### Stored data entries
[Start of section]
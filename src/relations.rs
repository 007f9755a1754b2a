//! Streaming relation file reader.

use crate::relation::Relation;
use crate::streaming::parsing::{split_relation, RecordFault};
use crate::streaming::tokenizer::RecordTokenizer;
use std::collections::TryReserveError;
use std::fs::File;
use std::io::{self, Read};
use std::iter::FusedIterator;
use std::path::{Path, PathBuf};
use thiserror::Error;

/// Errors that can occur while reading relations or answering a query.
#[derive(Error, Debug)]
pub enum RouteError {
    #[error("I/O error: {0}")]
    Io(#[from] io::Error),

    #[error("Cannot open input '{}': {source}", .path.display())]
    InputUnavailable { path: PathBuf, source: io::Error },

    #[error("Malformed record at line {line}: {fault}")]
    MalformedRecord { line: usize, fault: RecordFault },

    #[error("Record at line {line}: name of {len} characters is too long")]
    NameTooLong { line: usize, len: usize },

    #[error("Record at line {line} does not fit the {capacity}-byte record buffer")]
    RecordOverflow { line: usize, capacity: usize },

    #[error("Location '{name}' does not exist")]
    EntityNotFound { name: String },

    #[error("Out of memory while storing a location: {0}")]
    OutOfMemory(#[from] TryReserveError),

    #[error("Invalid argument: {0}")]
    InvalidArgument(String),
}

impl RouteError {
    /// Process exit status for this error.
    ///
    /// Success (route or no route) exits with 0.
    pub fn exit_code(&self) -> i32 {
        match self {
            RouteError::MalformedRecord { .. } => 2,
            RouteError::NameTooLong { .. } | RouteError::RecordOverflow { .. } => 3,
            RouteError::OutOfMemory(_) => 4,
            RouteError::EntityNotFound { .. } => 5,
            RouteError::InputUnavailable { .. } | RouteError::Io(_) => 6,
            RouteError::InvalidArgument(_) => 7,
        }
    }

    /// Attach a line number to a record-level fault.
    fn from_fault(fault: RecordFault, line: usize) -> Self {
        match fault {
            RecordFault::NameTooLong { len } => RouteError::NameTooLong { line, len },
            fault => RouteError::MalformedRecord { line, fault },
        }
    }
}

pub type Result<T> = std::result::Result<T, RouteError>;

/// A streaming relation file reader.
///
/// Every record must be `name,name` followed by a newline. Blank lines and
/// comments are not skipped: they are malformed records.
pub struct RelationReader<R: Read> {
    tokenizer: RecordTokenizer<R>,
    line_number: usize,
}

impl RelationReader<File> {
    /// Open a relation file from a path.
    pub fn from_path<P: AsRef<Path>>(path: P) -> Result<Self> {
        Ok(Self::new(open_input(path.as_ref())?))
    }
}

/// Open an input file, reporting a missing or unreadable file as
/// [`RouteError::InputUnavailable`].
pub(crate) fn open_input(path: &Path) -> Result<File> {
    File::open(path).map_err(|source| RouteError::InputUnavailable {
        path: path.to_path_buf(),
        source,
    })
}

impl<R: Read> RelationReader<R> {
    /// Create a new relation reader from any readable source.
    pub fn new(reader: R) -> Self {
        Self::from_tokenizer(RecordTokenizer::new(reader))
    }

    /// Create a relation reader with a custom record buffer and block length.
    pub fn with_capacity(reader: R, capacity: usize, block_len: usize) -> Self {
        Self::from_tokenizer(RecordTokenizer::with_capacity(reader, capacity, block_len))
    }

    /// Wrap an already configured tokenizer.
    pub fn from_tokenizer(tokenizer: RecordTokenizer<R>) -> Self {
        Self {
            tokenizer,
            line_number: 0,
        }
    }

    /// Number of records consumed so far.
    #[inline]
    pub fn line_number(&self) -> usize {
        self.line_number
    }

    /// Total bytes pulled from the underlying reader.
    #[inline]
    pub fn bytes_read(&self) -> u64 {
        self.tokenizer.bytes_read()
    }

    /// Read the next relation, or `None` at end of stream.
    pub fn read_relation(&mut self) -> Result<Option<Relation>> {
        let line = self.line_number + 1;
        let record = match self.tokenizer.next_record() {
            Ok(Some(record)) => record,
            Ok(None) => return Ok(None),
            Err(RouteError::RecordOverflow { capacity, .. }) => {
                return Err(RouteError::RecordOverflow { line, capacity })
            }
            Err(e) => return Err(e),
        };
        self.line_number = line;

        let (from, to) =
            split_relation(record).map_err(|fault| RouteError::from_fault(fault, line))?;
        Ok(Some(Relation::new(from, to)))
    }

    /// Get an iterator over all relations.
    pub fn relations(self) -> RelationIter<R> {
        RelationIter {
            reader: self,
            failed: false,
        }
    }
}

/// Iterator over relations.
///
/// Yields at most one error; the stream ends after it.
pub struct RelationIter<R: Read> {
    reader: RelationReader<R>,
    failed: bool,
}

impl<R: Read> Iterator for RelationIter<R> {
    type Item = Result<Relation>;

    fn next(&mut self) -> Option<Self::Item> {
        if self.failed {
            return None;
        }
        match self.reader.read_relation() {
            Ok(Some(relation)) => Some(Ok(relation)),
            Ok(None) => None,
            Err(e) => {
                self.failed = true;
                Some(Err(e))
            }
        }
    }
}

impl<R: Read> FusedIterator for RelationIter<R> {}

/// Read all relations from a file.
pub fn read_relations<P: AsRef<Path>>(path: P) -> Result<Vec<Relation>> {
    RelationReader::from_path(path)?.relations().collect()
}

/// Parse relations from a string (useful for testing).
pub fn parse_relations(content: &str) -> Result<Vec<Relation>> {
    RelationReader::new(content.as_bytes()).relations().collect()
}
[End of section]
Pull every line containing "source" out of the data above.

### Completed exercise
    #[error("Cannot open input '{}': {source}", .path.display())]
    InputUnavailable { path: PathBuf, source: io::Error },
    File::open(path).map_err(|source| RouteError::InputUnavailable {
        source,
    /// Create a new relation reader from any readable source.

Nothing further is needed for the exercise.